→ Exercise aim
Go through the data below and copy each line where the word "PlaybackPosition" occurs.

→ Stored data entries
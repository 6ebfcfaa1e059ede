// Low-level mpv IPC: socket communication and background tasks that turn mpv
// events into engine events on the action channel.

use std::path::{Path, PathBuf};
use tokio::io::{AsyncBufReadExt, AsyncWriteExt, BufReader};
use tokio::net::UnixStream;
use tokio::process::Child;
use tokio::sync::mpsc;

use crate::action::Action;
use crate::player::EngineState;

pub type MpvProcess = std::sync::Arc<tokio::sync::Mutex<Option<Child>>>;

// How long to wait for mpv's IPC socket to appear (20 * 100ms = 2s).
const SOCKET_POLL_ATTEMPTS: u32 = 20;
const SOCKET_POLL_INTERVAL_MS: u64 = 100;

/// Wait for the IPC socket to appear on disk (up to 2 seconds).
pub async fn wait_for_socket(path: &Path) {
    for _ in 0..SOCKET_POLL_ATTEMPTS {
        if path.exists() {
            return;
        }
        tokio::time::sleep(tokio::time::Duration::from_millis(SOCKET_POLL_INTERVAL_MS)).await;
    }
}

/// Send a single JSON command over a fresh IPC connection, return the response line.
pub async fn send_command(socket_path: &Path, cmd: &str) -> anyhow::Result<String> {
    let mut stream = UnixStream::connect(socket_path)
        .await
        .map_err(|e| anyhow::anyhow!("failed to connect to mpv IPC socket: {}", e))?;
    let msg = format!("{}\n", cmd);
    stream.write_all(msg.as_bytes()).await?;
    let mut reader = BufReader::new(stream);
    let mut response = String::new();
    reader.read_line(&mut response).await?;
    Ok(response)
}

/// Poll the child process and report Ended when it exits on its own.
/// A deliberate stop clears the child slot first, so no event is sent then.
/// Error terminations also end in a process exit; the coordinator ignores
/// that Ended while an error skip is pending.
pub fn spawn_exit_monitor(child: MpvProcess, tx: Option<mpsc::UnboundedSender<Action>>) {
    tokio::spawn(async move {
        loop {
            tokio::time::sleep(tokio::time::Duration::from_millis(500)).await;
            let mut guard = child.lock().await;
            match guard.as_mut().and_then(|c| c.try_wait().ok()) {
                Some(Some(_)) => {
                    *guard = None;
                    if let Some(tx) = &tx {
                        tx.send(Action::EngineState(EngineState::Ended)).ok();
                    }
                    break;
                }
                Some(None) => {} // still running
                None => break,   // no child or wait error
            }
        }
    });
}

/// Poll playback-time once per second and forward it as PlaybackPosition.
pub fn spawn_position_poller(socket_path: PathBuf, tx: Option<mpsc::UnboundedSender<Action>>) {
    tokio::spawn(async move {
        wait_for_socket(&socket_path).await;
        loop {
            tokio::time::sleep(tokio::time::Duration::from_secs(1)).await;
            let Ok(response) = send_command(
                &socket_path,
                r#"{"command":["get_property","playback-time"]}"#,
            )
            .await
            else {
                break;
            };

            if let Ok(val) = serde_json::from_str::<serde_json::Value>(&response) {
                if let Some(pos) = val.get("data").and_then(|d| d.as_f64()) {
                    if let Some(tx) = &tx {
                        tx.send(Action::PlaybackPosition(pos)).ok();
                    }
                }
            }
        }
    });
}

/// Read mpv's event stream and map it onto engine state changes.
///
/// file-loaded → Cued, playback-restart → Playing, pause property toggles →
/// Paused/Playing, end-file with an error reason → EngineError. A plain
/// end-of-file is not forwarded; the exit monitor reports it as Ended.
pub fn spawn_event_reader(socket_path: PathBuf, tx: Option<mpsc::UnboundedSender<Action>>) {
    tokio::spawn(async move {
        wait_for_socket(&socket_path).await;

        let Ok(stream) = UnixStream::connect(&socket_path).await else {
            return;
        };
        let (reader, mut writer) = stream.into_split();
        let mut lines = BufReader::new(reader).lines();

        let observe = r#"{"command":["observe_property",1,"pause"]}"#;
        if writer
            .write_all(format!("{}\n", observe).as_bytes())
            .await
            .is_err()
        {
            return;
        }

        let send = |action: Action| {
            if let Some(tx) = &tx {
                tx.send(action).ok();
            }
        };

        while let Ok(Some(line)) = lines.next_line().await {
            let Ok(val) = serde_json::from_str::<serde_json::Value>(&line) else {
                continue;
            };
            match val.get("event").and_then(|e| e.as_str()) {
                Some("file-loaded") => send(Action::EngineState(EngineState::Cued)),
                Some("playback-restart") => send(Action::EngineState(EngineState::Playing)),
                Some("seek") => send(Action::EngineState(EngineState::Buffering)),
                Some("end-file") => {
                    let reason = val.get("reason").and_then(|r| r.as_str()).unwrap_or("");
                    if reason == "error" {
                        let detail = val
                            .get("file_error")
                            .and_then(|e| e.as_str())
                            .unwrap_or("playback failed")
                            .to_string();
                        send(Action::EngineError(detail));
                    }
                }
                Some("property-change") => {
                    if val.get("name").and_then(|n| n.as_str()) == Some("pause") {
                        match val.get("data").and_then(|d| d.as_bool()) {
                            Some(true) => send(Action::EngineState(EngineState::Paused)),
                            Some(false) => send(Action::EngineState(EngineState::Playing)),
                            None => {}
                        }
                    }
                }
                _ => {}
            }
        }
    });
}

...

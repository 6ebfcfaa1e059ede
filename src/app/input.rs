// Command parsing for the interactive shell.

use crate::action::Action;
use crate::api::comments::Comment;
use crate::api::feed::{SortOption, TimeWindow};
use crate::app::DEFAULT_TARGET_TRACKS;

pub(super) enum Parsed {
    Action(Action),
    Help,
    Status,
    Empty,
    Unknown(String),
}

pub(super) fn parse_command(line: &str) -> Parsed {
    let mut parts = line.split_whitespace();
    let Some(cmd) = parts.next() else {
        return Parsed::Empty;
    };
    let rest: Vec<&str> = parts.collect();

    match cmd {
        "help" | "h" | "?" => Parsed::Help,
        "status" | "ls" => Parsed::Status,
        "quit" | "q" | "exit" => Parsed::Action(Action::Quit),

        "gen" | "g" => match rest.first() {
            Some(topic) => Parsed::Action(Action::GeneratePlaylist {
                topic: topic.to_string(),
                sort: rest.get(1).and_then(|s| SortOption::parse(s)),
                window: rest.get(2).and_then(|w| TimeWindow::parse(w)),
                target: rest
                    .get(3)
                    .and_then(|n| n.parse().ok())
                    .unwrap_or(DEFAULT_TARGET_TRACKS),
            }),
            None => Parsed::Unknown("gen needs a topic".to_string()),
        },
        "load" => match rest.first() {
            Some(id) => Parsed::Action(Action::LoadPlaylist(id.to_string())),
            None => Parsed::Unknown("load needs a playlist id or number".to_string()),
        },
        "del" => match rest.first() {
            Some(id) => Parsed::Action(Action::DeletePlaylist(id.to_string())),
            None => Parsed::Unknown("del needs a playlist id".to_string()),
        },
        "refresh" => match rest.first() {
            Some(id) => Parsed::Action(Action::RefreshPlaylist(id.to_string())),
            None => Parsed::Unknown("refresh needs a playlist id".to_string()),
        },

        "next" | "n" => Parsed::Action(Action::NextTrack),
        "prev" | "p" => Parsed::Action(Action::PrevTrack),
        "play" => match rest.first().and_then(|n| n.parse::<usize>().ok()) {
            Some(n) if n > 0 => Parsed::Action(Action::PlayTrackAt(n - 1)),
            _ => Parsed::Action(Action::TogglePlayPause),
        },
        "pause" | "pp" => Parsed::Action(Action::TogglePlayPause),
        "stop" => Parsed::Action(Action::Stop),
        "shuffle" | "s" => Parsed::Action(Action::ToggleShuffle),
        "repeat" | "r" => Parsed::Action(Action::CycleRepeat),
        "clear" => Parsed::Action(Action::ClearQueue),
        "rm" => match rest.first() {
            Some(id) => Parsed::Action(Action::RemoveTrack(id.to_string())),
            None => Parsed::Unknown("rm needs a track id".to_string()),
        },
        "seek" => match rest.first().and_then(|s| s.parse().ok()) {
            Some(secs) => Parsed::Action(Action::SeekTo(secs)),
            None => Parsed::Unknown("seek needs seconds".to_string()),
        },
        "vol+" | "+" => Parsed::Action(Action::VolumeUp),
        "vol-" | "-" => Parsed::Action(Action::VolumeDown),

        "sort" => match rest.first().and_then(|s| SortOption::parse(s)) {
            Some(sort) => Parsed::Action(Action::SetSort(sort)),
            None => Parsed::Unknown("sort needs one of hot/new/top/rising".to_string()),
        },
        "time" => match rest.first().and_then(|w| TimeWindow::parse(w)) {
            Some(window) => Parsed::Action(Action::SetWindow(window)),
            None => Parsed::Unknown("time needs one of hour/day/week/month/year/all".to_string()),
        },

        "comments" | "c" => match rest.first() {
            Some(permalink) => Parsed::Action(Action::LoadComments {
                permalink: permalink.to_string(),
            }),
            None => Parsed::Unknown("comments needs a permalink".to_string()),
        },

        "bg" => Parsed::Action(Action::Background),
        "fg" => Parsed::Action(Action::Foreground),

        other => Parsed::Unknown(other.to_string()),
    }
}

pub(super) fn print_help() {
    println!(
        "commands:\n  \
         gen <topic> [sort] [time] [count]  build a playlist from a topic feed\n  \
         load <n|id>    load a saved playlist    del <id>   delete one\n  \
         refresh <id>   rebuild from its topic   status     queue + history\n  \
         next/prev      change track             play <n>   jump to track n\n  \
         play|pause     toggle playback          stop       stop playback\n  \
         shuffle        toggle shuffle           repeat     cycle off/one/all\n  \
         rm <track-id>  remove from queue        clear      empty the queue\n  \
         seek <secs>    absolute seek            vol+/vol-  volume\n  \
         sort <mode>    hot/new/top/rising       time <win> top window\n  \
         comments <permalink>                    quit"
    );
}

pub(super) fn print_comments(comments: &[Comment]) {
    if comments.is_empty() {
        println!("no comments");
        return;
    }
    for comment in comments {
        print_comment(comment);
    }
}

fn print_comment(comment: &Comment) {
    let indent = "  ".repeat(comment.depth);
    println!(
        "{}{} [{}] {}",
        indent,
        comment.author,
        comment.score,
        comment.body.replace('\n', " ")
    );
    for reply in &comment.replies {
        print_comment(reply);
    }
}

* * *

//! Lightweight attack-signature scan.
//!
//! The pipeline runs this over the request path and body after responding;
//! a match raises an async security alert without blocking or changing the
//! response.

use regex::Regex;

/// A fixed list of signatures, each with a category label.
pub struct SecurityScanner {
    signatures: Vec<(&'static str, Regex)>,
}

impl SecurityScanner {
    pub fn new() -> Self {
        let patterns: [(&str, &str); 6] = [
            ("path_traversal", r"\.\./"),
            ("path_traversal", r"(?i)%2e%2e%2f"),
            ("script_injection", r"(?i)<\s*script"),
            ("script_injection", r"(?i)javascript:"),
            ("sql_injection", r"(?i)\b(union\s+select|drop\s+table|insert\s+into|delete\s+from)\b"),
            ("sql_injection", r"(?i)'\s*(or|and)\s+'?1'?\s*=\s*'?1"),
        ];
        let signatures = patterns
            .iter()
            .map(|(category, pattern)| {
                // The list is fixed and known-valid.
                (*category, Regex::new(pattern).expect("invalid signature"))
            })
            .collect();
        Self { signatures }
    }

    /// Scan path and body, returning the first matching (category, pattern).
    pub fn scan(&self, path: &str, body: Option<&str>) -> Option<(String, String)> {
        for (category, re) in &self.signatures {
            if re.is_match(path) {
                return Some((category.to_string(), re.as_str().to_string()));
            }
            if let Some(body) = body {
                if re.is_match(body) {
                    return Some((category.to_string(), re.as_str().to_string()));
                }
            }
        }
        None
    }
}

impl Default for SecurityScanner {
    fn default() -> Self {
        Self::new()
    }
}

→ Task result
/// Poll playback-time once per second and forward it as PlaybackPosition.
                        tx.send(Action::PlaybackPosition(pos)).ok();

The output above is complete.